■ TASK TO CARRY OUT
In the records that follow, find each line containing "struct" and copy it.

■ DATA EXTRACT
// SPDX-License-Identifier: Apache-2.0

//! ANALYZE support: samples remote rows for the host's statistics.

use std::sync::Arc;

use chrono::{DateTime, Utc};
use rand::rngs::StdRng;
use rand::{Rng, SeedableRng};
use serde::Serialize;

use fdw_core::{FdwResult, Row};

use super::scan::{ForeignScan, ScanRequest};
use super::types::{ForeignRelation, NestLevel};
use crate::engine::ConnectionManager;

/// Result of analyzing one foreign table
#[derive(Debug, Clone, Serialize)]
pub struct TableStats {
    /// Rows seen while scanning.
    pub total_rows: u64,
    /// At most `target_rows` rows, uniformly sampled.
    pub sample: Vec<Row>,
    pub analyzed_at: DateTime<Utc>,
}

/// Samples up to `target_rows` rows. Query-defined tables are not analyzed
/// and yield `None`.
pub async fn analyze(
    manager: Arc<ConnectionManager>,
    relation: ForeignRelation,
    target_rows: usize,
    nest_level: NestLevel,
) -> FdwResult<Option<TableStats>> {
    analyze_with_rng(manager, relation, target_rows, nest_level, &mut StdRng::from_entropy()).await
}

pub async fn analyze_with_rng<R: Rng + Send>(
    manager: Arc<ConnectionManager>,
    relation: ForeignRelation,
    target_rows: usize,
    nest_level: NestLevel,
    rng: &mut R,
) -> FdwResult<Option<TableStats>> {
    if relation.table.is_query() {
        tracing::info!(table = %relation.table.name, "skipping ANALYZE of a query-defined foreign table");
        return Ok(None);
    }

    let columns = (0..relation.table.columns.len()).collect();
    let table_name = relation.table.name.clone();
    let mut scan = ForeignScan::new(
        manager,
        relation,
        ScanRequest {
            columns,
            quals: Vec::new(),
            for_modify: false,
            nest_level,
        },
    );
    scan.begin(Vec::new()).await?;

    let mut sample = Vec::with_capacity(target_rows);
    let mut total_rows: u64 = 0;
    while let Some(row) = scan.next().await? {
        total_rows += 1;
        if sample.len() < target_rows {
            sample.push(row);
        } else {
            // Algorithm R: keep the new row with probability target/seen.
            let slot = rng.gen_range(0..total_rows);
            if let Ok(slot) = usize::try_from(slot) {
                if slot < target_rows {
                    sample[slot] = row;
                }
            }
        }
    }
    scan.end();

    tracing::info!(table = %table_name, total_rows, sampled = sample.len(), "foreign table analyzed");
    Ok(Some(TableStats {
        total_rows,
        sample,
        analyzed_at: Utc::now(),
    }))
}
...
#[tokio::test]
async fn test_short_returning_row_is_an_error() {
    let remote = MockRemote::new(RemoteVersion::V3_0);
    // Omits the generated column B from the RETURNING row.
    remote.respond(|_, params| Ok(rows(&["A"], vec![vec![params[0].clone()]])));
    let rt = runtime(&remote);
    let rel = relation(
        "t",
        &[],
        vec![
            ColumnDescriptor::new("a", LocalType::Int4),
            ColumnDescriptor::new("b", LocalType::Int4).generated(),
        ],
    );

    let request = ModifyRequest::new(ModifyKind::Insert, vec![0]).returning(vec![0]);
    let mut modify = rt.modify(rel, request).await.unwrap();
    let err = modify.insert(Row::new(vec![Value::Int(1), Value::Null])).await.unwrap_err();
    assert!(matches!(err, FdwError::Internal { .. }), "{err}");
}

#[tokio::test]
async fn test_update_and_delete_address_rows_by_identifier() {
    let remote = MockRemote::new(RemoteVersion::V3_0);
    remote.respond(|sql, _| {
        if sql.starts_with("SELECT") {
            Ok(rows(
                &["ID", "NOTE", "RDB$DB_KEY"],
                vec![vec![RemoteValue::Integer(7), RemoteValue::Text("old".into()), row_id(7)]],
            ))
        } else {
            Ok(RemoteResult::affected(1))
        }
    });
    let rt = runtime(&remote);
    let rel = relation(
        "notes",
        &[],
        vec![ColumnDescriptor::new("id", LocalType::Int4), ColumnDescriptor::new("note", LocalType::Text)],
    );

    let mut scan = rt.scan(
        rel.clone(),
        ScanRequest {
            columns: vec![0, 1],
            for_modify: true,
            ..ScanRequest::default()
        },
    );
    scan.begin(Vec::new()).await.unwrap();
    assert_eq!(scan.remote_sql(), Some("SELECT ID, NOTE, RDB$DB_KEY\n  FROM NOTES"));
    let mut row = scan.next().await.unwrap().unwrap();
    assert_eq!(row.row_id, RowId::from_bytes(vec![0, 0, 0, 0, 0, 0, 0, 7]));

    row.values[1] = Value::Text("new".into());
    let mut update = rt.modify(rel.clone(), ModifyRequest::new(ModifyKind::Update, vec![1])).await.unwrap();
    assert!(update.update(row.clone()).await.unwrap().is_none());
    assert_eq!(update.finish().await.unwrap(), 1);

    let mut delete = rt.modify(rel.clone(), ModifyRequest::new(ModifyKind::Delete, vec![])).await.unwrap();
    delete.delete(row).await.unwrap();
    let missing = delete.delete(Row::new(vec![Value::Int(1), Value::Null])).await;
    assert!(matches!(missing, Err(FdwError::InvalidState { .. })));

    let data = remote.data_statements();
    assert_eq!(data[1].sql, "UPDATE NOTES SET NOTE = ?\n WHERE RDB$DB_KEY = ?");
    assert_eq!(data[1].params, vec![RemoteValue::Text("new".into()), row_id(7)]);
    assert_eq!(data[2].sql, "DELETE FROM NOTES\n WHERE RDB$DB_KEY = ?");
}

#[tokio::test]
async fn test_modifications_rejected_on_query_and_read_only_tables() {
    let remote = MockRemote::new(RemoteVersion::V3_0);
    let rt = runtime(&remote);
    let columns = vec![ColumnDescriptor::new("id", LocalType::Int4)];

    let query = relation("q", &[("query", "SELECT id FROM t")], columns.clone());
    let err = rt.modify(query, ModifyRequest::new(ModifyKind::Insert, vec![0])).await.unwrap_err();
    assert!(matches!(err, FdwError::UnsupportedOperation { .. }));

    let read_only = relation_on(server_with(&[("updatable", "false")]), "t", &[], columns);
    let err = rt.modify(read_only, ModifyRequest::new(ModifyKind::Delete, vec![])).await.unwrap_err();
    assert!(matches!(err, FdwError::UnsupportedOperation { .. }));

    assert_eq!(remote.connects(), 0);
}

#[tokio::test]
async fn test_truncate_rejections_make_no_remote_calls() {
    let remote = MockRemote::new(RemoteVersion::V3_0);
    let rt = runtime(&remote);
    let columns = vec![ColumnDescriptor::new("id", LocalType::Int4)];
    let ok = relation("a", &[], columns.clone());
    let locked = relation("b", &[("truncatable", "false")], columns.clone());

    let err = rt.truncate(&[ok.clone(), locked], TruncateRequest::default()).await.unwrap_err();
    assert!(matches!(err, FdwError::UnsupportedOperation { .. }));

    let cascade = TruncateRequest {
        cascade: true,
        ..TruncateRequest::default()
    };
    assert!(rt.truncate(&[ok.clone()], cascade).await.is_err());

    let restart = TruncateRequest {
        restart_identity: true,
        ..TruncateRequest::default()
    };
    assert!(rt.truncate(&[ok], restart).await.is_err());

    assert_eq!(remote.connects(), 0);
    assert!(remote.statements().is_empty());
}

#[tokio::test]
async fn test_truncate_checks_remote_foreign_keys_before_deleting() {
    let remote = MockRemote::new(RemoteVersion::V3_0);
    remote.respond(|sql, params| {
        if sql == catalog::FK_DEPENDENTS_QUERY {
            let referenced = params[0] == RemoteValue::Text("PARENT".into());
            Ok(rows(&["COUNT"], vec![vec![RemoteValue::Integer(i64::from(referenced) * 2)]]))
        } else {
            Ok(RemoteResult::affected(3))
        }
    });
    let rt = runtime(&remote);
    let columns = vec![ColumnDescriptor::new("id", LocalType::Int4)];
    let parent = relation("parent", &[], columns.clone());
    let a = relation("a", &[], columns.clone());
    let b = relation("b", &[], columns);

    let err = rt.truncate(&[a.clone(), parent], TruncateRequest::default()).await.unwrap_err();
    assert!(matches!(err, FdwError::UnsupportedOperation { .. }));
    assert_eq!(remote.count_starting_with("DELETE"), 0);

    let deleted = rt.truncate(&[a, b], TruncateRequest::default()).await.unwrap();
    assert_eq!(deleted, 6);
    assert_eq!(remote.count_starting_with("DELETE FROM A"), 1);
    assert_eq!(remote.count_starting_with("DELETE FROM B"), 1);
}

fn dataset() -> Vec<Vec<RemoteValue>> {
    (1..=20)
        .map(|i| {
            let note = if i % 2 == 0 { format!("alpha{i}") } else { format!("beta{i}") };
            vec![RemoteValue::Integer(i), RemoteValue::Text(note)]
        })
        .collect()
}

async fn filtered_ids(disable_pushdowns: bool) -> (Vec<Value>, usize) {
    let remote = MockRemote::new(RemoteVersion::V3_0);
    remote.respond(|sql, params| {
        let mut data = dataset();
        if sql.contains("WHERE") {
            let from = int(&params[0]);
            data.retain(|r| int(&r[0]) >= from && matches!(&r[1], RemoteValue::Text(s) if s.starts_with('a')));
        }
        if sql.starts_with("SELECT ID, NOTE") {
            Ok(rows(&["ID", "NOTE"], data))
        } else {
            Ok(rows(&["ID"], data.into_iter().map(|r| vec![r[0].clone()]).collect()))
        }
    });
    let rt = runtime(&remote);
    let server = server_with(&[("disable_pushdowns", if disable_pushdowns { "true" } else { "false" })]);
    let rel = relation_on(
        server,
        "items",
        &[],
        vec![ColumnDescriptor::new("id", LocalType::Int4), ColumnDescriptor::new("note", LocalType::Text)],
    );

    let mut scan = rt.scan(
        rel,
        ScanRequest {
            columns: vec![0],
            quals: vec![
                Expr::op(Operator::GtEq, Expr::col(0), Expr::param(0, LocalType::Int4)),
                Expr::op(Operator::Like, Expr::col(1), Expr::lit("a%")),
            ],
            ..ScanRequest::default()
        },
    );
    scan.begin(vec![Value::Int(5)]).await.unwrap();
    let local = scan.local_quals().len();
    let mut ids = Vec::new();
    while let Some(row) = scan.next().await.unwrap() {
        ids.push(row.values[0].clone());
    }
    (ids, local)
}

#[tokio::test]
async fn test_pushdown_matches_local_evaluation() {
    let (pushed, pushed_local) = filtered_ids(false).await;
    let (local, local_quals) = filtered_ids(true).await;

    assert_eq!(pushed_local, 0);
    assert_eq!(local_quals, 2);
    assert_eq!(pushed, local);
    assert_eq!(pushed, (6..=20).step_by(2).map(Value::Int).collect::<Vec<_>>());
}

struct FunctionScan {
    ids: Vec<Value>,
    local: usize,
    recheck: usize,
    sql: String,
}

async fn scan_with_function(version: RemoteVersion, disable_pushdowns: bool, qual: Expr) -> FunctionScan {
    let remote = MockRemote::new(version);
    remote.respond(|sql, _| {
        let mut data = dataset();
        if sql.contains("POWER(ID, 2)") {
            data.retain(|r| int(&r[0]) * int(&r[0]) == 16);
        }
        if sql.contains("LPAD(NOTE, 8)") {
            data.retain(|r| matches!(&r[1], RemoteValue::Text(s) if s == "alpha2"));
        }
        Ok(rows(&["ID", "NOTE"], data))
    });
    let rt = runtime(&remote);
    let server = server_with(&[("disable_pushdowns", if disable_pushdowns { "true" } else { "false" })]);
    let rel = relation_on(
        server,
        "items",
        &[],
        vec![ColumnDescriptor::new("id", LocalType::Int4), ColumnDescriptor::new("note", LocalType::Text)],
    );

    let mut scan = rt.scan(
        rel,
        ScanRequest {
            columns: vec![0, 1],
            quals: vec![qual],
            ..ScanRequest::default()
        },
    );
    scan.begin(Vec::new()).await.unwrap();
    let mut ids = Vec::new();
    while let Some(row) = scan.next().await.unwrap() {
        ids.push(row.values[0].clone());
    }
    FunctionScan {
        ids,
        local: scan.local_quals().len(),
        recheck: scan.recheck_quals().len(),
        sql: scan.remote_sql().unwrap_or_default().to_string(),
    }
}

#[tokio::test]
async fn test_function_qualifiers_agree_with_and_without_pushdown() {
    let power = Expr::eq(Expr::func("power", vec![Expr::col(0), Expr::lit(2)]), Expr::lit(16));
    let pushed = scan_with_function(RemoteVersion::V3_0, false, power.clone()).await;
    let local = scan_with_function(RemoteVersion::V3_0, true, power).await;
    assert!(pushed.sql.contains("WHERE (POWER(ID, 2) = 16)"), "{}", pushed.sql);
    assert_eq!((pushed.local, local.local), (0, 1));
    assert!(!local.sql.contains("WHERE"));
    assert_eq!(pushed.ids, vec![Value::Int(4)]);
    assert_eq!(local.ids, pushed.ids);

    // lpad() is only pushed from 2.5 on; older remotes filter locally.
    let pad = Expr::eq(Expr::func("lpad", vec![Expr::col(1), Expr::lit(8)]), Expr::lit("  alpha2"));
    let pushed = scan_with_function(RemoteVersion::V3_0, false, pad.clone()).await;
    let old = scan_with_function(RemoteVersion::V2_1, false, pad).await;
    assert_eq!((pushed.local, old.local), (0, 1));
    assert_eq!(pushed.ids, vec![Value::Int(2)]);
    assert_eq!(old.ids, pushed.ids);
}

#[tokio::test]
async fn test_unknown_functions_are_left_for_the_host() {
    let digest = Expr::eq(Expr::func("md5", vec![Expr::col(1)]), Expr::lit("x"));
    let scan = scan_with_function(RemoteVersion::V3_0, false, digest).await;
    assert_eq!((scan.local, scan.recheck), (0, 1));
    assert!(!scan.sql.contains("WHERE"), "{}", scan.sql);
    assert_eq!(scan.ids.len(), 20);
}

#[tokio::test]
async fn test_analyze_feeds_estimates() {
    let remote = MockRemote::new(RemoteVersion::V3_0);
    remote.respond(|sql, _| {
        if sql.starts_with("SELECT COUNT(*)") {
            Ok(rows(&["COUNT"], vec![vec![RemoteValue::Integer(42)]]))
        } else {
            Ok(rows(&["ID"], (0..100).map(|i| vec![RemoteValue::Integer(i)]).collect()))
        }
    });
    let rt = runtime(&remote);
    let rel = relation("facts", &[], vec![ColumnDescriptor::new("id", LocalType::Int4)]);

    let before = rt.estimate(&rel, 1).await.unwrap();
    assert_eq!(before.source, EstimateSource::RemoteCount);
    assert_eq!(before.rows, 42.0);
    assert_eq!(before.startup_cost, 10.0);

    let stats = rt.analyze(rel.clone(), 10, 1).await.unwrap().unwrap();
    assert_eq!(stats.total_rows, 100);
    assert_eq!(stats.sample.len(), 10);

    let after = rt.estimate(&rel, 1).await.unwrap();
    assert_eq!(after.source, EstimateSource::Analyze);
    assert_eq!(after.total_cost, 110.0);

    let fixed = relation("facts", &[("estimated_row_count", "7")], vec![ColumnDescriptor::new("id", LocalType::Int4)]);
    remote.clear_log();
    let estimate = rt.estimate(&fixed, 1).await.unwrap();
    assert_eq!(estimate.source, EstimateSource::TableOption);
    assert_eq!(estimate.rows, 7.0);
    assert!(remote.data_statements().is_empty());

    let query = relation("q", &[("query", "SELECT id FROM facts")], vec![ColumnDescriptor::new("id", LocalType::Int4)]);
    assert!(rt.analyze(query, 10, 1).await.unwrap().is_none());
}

■ EXERCISE ANSWER
pub struct TableStats {
struct FunctionScan {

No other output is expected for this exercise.